Depuis son implication dans la guerre en Syrie en septembre 2015, soit près de 4 ans après l'entrée en guerre de la coalition internationale menée par la France et...la Grande-Bretagne, Vladimir Poutine a bouleversé les plans des acteurs en Syrie. Croyant à une simple opération militaire limitée dans le temps, les Occidentaux, aidés de voisins arabes de la Syrie et Israël, se retrouvent aujourd'hui piégés par la complexité de l'équation syrienne. Une guerre asymétrique où s'entremêlent et s'affrontent intérêts économiques, politiques, stratégiques au point où les ennemis d'hier deviennent les alliés d'aujourd'hui et inversement. Entre les dizaines de factions rebelles pour les Occidentaux, terroristes pour Damas et Moscou, entre les défenseurs de la cause kurde et ses adversaires, tout se mêle, s'entrechoque, se combat, s'entretue, change d'alliance, de lieu de combat, etc.
Bref, la coalition internationale constate l'échec de son aventure en Syrie et en subit les conséquences jusque chez elle: vagues successives de réfugiés, effort financier de la guerre qui rabote les budget des Etats, redistribution des cartes politiques nationales marquées par la montée des extrêmes, attentats terroristes sur le sol européen...La guerre en Syrie a fracturé et affaibli durablement la construction de l'Union européenne, dont le plus marquant est la sortie de...la Grande-Bretagne de l'UE.
Que Theresa May boycotte la Coupe du monde de football au plan diplomatique n'est pas en soi si catastrophique pour Moscou, attendu par ailleurs que l'équipe de foot anglaise sera bien présente par craintes de sévères sanctions de la FIFA. Qu'elle appelle le reste du monde à la suivre dans son coup de force diplomatique envers la Russie est d'une absurdité sidérante et risque un effet boomerang de Moscou. Vladimir Poutine ripostera à coup sûr et avec autant de force à la «provocation» britannique. Poutine l'a déjà fait avec les USA à l'été 2017 en expulsant 755 diplomates et affiliés ! Cependant, les calculs de Teresa May tombent à point nommé pour Poutine: il a engrangé encore plus de points en popularité chez lui à la veille de l'élection présidentielle dont il était déjà favori. En remettant une couche dans sa volonté d'isoler la Russie, Madame May s'est faite public-relations de Vladimir Poutine. La recette de l'ennemi extérieur est un excellent argument des hommes de pouvoir pour asseoir davantage leur puissance.

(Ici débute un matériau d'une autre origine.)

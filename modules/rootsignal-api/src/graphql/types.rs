// async-graphql's #[Object] proc macro transforms methods into trait impls,
// causing false-positive dead_code warnings on helpers called from macro-expanded resolvers.
#![allow(dead_code)]

use std::sync::Arc;

use async_graphql::dataloader::DataLoader;
use async_graphql::{Context, Object, Result, SimpleObject, Union};
use chrono::{DateTime, Datelike, Timelike, Utc};
use uuid::Uuid;

use rootsignal_common::{
    ActorNode, AidNode, CitationNode, GatheringNode, NeedNode, Node, NodeMeta, NoticeNode,
    ScheduleNode, TagNode, TensionNode,
};
use rootsignal_graph::CachedReader;

use super::loaders::{
    ActorsBySignalLoader, CitationBySignalLoader, ScheduleBySignalLoader, TagsBySituationLoader,
};

// --- GraphQL Enums ---

#[derive(async_graphql::Enum, Debug, Copy, Clone, Eq, PartialEq)]
pub enum ScoutPhase {
    Bootstrap,
    Scrape,
    Synthesis,
    SituationWeaver,
    Supervisor,
}

impl From<ScoutPhase> for crate::restate_client::ScoutPhase {
    fn from(gql: ScoutPhase) -> Self {
        match gql {
            ScoutPhase::Bootstrap => Self::Bootstrap,
            ScoutPhase::Scrape => Self::Scrape,
            ScoutPhase::Synthesis => Self::Synthesis,
            ScoutPhase::SituationWeaver => Self::SituationWeaver,
            ScoutPhase::Supervisor => Self::Supervisor,
        }
    }
}

#[derive(async_graphql::Enum, Copy, Clone, Eq, PartialEq)]
pub enum SignalType {
    Gathering,
    Aid,
    Need,
    Notice,
    Tension,
}

impl From<rootsignal_common::NodeType> for SignalType {
    fn from(nt: rootsignal_common::NodeType) -> Self {
        match nt {
            rootsignal_common::NodeType::Gathering => SignalType::Gathering,
            rootsignal_common::NodeType::Aid => SignalType::Aid,
            rootsignal_common::NodeType::Need => SignalType::Need,
            rootsignal_common::NodeType::Notice => SignalType::Notice,
            rootsignal_common::NodeType::Tension => SignalType::Tension,
            rootsignal_common::NodeType::Citation => SignalType::Notice, // shouldn't happen
        }
    }
}

impl SignalType {
    pub fn to_node_type(self) -> rootsignal_common::NodeType {
        match self {
            SignalType::Gathering => rootsignal_common::NodeType::Gathering,
            SignalType::Aid => rootsignal_common::NodeType::Aid,
            SignalType::Need => rootsignal_common::NodeType::Need,
            SignalType::Notice => rootsignal_common::NodeType::Notice,
            SignalType::Tension => rootsignal_common::NodeType::Tension,
        }
    }
}

#[derive(async_graphql::Enum, Copy, Clone, Eq, PartialEq)]
pub enum GqlUrgency {
    Low,
    Medium,
    High,
    Critical,
}

impl From<rootsignal_common::Urgency> for GqlUrgency {
    fn from(u: rootsignal_common::Urgency) -> Self {
        match u {
            rootsignal_common::Urgency::Low => GqlUrgency::Low,
            rootsignal_common::Urgency::Medium => GqlUrgency::Medium,
            rootsignal_common::Urgency::High => GqlUrgency::High,
            rootsignal_common::Urgency::Critical => GqlUrgency::Critical,
        }
    }
}

#[derive(async_graphql::Enum, Copy, Clone, Eq, PartialEq)]
pub enum GqlSeverity {
    Low,
    Medium,
    High,
    Critical,
}

impl From<rootsignal_common::Severity> for GqlSeverity {
    fn from(s: rootsignal_common::Severity) -> Self {
        match s {
            rootsignal_common::Severity::Low => GqlSeverity::Low,
            rootsignal_common::Severity::Medium => GqlSeverity::Medium,
            rootsignal_common::Severity::High => GqlSeverity::High,
            rootsignal_common::Severity::Critical => GqlSeverity::Critical,
        }
    }
}

#[derive(async_graphql::Enum, Copy, Clone, Eq, PartialEq)]
pub enum GqlSensitivityLevel {
    General,
    Elevated,
    Sensitive,
}

impl From<rootsignal_common::SensitivityLevel> for GqlSensitivityLevel {
    fn from(s: rootsignal_common::SensitivityLevel) -> Self {
        match s {
            rootsignal_common::SensitivityLevel::General => GqlSensitivityLevel::General,
            rootsignal_common::SensitivityLevel::Elevated => GqlSensitivityLevel::Elevated,
            rootsignal_common::SensitivityLevel::Sensitive => GqlSensitivityLevel::Sensitive,
        }
    }
}

#[derive(async_graphql::Enum, Copy, Clone, Eq, PartialEq)]
pub enum GqlGeoPrecision {
    Exact,
    Neighborhood,
    Approximate,
    Region,
}

impl From<rootsignal_common::GeoPrecision> for GqlGeoPrecision {
    fn from(p: rootsignal_common::GeoPrecision) -> Self {
        match p {
            rootsignal_common::GeoPrecision::Exact => GqlGeoPrecision::Exact,
            rootsignal_common::GeoPrecision::Neighborhood => GqlGeoPrecision::Neighborhood,
            rootsignal_common::GeoPrecision::Approximate => GqlGeoPrecision::Approximate,
            rootsignal_common::GeoPrecision::Region => GqlGeoPrecision::Region,
        }
    }
}

#[derive(async_graphql::Enum, Copy, Clone, Eq, PartialEq)]
pub enum GqlActorType {
    Organization,
    Individual,
    GovernmentBody,
    Coalition,
}

impl From<rootsignal_common::ActorType> for GqlActorType {
    fn from(a: rootsignal_common::ActorType) -> Self {
        match a {
            rootsignal_common::ActorType::Organization => GqlActorType::Organization,
            rootsignal_common::ActorType::Individual => GqlActorType::Individual,
            rootsignal_common::ActorType::GovernmentBody => GqlActorType::GovernmentBody,
            rootsignal_common::ActorType::Coalition => GqlActorType::Coalition,
        }
    }
}

// --- GeoPoint ---

pub struct GqlGeoPoint(pub rootsignal_common::GeoPoint);

#[Object]
impl GqlGeoPoint {
    async fn lat(&self) -> f64 {
        self.0.lat
    }
    async fn lng(&self) -> f64 {
        self.0.lng
    }
    async fn precision(&self) -> GqlGeoPrecision {
        self.0.precision.into()
    }
}

// --- Citation ---

pub struct GqlCitation(pub CitationNode);

#[Object]
impl GqlCitation {
    async fn id(&self) -> Uuid {
        self.0.id
    }
    async fn source_url(&self) -> &str {
        &self.0.source_url
    }
    async fn retrieved_at(&self) -> DateTime<Utc> {
        self.0.retrieved_at
    }
    async fn content_hash(&self) -> &str {
        &self.0.content_hash
    }
    async fn snippet(&self) -> Option<&str> {
        self.0.snippet.as_deref()
    }
    async fn relevance(&self) -> Option<&str> {
        self.0.relevance.as_deref()
    }
    async fn evidence_confidence(&self) -> Option<f32> {
        self.0.confidence
    }
}

// --- Schedule ---

pub struct GqlSchedule(pub ScheduleNode);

Fragilisée chez elle, Theresa May ferraille comme elle peut pour sauver son mandat marqué par sa sortie de l'UE l'année prochaine. En face, tout le monde applaudit le 4ème mandat de chancelière d'Angela Merkel. Tous les Occidentaux critiquent et dénoncent le 2ème mandat de Poutine en rappelant que c'est aussi un 4ème mandat présidentiel. Vladimir Poutine, lui, sourit à la ruade diplomatique de Londres et garde sa vigilance sur la question syrienne. Quant à l'affaire de l'espion assassiné à Londres, elle fera l'affaire des écrivains de polars comme bien d'autres affaires similaires avant elle.